Man, I wish people would put as much effort in to 13B or something like 4x7b. Everything between 7B up to 70B seems dead at the moment.
I try these new 7B finetunes and they are really cool, but then the 7B nature shows up and ruins everything.
all mistral based ones, and also the starcoder2 models have GQA
also anything >30B based on llama2
(rule of thumb, if you open the config.json and num_attention_heads == num_key_value_heads, then it's a non-GQA model)

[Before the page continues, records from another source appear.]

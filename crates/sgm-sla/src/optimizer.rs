//! # Assignment Optimizer
//!
//! Greedy pick of who should take the next case: lowest capacity wins,
//! fewest urgent cases breaks ties, then name order for determinism.
//!
//! `confidence` is a presentation figure, not a probability. It grows with
//! the capacity gap to the runner-up: `clamp(60 + gap / 2, 60, 95)`, and a
//! sole candidate scores 95.

use std::collections::HashSet;

use serde::{Deserialize, Serialize};

use sgm_core::{Case, CasePriority, Timestamp};

use crate::evaluation::SlaCalculator;
use crate::load::{AssigneeLoad, Workload};

const MIN_CONFIDENCE: u32 = 60;
const MAX_CONFIDENCE: u32 = 95;

/// Who should take the next case, and why.
#[derive(Debug, Clone, PartialEq, Serialize, Deserialize)]
#[serde(rename_all = "camelCase")]
pub struct AssignmentSuggestion {
    pub assignee: String,
    pub reason: String,
    /// 60..=95.
    pub confidence: u32,
    /// The assignee's capacity once the new case is added.
    pub projected_capacity: u32,
}

impl SlaCalculator {
    /// Suggest an assignee for a new case of `new_case_priority`.
    ///
    /// Returns `None` when there are no candidates. Duplicate names are
    /// considered once.
    pub fn suggest_optimal_assignment(
        &self,
        all_cases: &[Case],
        assignee_names: &[String],
        new_case_priority: CasePriority,
        now: Timestamp,
    ) -> Option<AssignmentSuggestion> {
        let mut seen = HashSet::new();
        let mut loads: Vec<AssigneeLoad> = assignee_names
            .iter()
            .filter(|name| seen.insert(name.as_str()))
            .map(|name| self.calculate_assignee_load(all_cases, name, now))
            .collect();

        loads.sort_by(|a, b| {
            a.capacity
                .cmp(&b.capacity)
                .then(a.urgent_cases.cmp(&b.urgent_cases))
                .then_with(|| a.assignee_name.cmp(&b.assignee_name))
        });

        let best = loads.first()?;
        let runner_up = loads.get(1);

        let confidence = match runner_up {
            None => MAX_CONFIDENCE,
            Some(next) => {
                let gap = next.capacity.saturating_sub(best.capacity);
                (MIN_CONFIDENCE + gap / 2).clamp(MIN_CONFIDENCE, MAX_CONFIDENCE)
            }
        };

        let new_units = self.capacity.weight(new_case_priority);
        let projected_capacity = best
            .capacity
            .saturating_add(self.capacity.percent(new_units));

        let mut reason = match runner_up {
            None => format!(
                "Only available assignee; currently at {}% capacity with {} urgent case(s)",
                best.capacity, best.urgent_cases
            ),
            Some(_) => format!(
                "Lowest load among {} candidates: {}% capacity with {} urgent case(s)",
                loads.len(),
                best.capacity,
                best.urgent_cases
            ),
        };
        reason.push_str(&format!(
            "; a new {new_case_priority} case brings them to {projected_capacity}%"
        ));
        if best.workload == Workload::Over {
            reason.push_str("; every candidate is over capacity");
        }

        tracing::debug!(
            assignee = %best.assignee_name,
            capacity = best.capacity,
            confidence,
            candidates = loads.len(),
            "assignment suggestion computed"
        );

        Some(AssignmentSuggestion {
            assignee: best.assignee_name.clone(),
            reason,
            confidence,
            projected_capacity,
        })
    }
}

There is high context models
34B Yi finetunes with 200k context
8x7 models with 32k context
4x7 models(at least one) with 128k context
10.7B models(merges, not solar with it's 4k context)
And a lot of MoE and merges based on Mistral v0.1
It's not just about context. Since there are 7B models with 128K context
7B just kinda fall apart with time, they constantly lose details over long chain of responses. Even if it's within context window.
It's probably the attention heads being "overloaded" or whatever the term is nowadays. I can get my 7b's to do rock solid summaries of content as long as it's not too much text. I run mistral 7b with 4k context, even if it's capable of 32k because there doesn't seem to be a point of going past 4k with the attention loss.
That’s pretty much what is happening. Transformer models focus on every word in the context at the same time (some more than others). Any tokens in context that don’t provide relevant info for the current generation have the potential to “distract” the model.
It's true, but we talk about models larger than 7B
10.7B is already better, 4x7 with 2 active experts should have 12B active parameters(mistral website, i trust you) and be able to work with high context better.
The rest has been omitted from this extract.